//! `/healthz`, `/readyz` and `/metrics`

use axum::{
    Json, Router,
    extract::State,
    http::StatusCode,
    response::{IntoResponse, Response},
    routing::get,
};
use prometheus::TextEncoder;
use serde_json::json;
use std::sync::Arc;
use std::sync::atomic::{AtomicBool, Ordering};

use crate::metrics::Metrics;

/// Set once shutdown begins so `/readyz` stops advertising the instance
#[derive(Debug, Clone, Default)]
pub struct DrainFlag(Arc<AtomicBool>);

impl DrainFlag {
    pub fn start_draining(&self) {
        self.0.store(true, Ordering::SeqCst);
    }

    pub fn is_draining(&self) -> bool {
        self.0.load(Ordering::SeqCst)
    }
}

#[derive(Clone)]
pub struct HealthState {
    pub metrics: Arc<Metrics>,
    pub drain: DrainFlag,
}

impl HealthState {
    pub fn new(metrics: Arc<Metrics>, drain: DrainFlag) -> Self {
        Self { metrics, drain }
    }
}

/// Routes for liveness, readiness and the Prometheus scrape
pub fn health_router(state: HealthState) -> Router {
    Router::new()
        .route("/healthz", get(healthz))
        .route("/readyz", get(readyz))
        .route("/metrics", get(metrics_handler))
        .with_state(state)
}

async fn healthz() -> impl IntoResponse {
    Json(json!({ "status": "ok" }))
}

/// 200 `ready` until shutdown starts, then 503 `draining`
async fn readyz(State(state): State<HealthState>) -> Response {
    if state.drain.is_draining() {
        (
            StatusCode::SERVICE_UNAVAILABLE,
            Json(json!({ "status": "draining" })),
        )
            .into_response()
    } else {
        (StatusCode::OK, Json(json!({ "status": "ready" }))).into_response()
    }
}

async fn metrics_handler(State(state): State<HealthState>) -> Response {
    let families = state.metrics.registry().gather();

    match TextEncoder::new().encode_to_string(&families) {
        Ok(body) => (
            StatusCode::OK,
            [("Content-Type", "text/plain; version=0.0.4")],
            body,
        )
            .into_response(),
        Err(err) => (
            StatusCode::INTERNAL_SERVER_ERROR,
            format!("Failed to encode metrics: {}", err),
        )
            .into_response(),
    }
}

_Problem details:_
In the listing above, find each line with the word "Clone" and copy it.

_Answer:_
#[derive(Debug, Clone, Default)]
#[derive(Clone)]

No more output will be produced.